* DATA FOR PROCESSING *
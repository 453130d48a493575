//! # Single-Byte Code Pages
//!
//! Converts Unicode strings to the single-byte character tables found in
//! thermal printer firmware.
//!
//! ASCII (U+0000–U+007F) passes through unchanged in every table. Each code
//! page maps 128 further characters onto bytes 0x80–0xFF. Characters with no
//! representation are replaced with `?`.
//!
//! | Code page | Region | ESC/POS table (`ESC t n`) |
//! |-----------|--------|---------------------------|
//! | CP437 | US English, box drawing | 0 |
//! | CP850 | Western European (Latin-1) | 2 |
//! | CP860 | Portuguese | 3 |

use serde::{Deserialize, Serialize};

/// Byte emitted for characters missing from the active table.
pub const SUBSTITUTE: u8 = b'?';

/// Supported printer code pages.
#[derive(Debug, Clone, Copy, PartialEq, Eq, Default, Serialize, Deserialize)]
#[serde(from = "String", into = "&'static str")]
pub enum CodePage {
    Cp437,
    Cp850,
    #[default]
    Cp860,
}

impl CodePage {
    /// Parse a code page name (`"cp860"`, `"PC860"`, `"860"`, `"ibm860"`).
    pub fn from_name(name: &str) -> Option<Self> {
        let lower = name.trim().to_ascii_lowercase();
        let digits = lower.trim_start_matches(|c: char| c.is_ascii_alphabetic() || c == '-');
        match digits {
            "437" => Some(CodePage::Cp437),
            "850" => Some(CodePage::Cp850),
            "860" => Some(CodePage::Cp860),
            _ => None,
        }
    }

    pub fn name(self) -> &'static str {
        match self {
            CodePage::Cp437 => "cp437",
            CodePage::Cp850 => "cp850",
            CodePage::Cp860 => "cp860",
        }
    }

    /// Encode `text` into this code page.
    pub fn encode(self, text: &str) -> Vec<u8> {
        let mut out = Vec::with_capacity(text.len());
        for ch in text.chars() {
            if (ch as u32) < 0x80 {
                out.push(ch as u8);
            } else if let Some(byte) = self.upper_half(ch) {
                out.push(byte);
            } else {
                log::debug!(
                    "{}: unmapped character '{}' (U+{:04X}), replacing with '?'",
                    self.name(),
                    ch,
                    ch as u32
                );
                out.push(SUBSTITUTE);
            }
        }
        out
    }

    /// Map a character to its byte in 0x80–0xFF.
    fn upper_half(self, ch: char) -> Option<u8> {
        let position = match self {
            CodePage::Cp437 => CP437_80_AF
                .iter()
                .chain(CP437_B0_FF.iter())
                .position(|&c| c == ch),
            CodePage::Cp860 => CP860_80_AF
                .iter()
                .chain(CP437_B0_FF.iter())
                .position(|&c| c == ch),
            CodePage::Cp850 => CP850_80_FF.iter().position(|&c| c == ch),
        }?;
        Some(0x80 + position as u8)
    }
}

impl From<String> for CodePage {
    fn from(name: String) -> Self {
        CodePage::from_name(&name).unwrap_or_else(|| {
            log::debug!("unknown encoding '{name}', using {}", CodePage::default().name());
            CodePage::default()
        })
    }
}

impl From<CodePage> for &'static str {
    fn from(code_page: CodePage) -> Self {
        code_page.name()
    }
}

// ============================================================================
// TABLES
// ============================================================================

/// CP437 0x80–0xAF: accented letters, currency, Spanish punctuation.
const CP437_80_AF: [char; 48] = [
    'Ç', 'ü', 'é', 'â', 'ä', 'à', 'å', 'ç', 'ê', 'ë', 'è', 'ï', 'î', 'ì', 'Ä', 'Å', //
    'É', 'æ', 'Æ', 'ô', 'ö', 'ò', 'û', 'ù', 'ÿ', 'Ö', 'Ü', '¢', '£', '¥', '₧', 'ƒ', //
    'á', 'í', 'ó', 'ú', 'ñ', 'Ñ', 'ª', 'º', '¿', '⌐', '¬', '½', '¼', '¡', '«', '»',
];

/// CP860 0x80–0xAF: Portuguese accented capitals replace the CP437 entries.
const CP860_80_AF: [char; 48] = [
    'Ç', 'ü', 'é', 'â', 'ã', 'à', 'Á', 'ç', 'ê', 'Ê', 'è', 'Í', 'Ô', 'ì', 'Ã', 'Â', //
    'É', 'À', 'È', 'ô', 'õ', 'ò', 'Ú', 'ù', 'Ì', 'Õ', 'Ü', '¢', '£', 'Ù', '₧', 'Ó', //
    'á', 'í', 'ó', 'ú', 'ñ', 'Ñ', 'ª', 'º', '¿', 'Ò', '¬', '½', '¼', '¡', '«', '»',
];

/// 0xB0–0xFF shared by CP437 and CP860: shades, box drawing, Greek, math.
const CP437_B0_FF: [char; 80] = [
    '░', '▒', '▓', '│', '┤', '╡', '╢', '╖', '╕', '╣', '║', '╗', '╝', '╜', '╛', '┐', //
    '└', '┴', '┬', '├', '─', '┼', '╞', '╟', '╚', '╔', '╩', '╦', '╠', '═', '╬', '╧', //
    '╨', '╤', '╥', '╙', '╘', '╒', '╓', '╫', '╪', '┘', '┌', '█', '▄', '▌', '▐', '▀', //
    'α', 'ß', 'Γ', 'π', 'Σ', 'σ', 'µ', 'τ', 'Φ', 'Θ', 'Ω', 'δ', '∞', 'φ', 'ε', '∩', //
    '≡', '±', '≥', '≤', '⌠', '⌡', '÷', '≈', '°', '∙', '·', '√', 'ⁿ', '²', '■', '\u{00A0}',
];

/// CP850 0x80–0xFF.
const CP850_80_FF: [char; 128] = [
    'Ç', 'ü', 'é', 'â', 'ä', 'à', 'å', 'ç', 'ê', 'ë', 'è', 'ï', 'î', 'ì', 'Ä', 'Å', //
    'É', 'æ', 'Æ', 'ô', 'ö', 'ò', 'û', 'ù', 'ÿ', 'Ö', 'Ü', 'ø', '£', 'Ø', '×', 'ƒ', //
    'á', 'í', 'ó', 'ú', 'ñ', 'Ñ', 'ª', 'º', '¿', '®', '¬', '½', '¼', '¡', '«', '»', //
    '░', '▒', '▓', '│', '┤', 'Á', 'Â', 'À', '©', '╣', '║', '╗', '╝', '¢', '¥', '┐', //
    '└', '┴', '┬', '├', '─', '┼', 'ã', 'Ã', '╚', '╔', '╩', '╦', '╠', '═', '╬', '¤', //
    'ð', 'Ð', 'Ê', 'Ë', 'È', 'ı', 'Í', 'Î', 'Ï', '┘', '┌', '█', '▄', '¦', 'Ì', '▀', //
    'Ó', 'ß', 'Ô', 'Ò', 'õ', 'Õ', 'µ', 'þ', 'Þ', 'Ú', 'Û', 'Ù', 'ý', 'Ý', '¯', '´', //
    '\u{00AD}', '±', '‗', '¾', '¶', '§', '÷', '¸', '°', '¨', '·', '¹', '³', '²', '■', '\u{00A0}',
];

* TASK DESCRIPTION *
The answer must be every line of the data that holds the word "printer".

* EXPECTED OUTPUT *
//! thermal printer firmware.
/// Supported printer code pages.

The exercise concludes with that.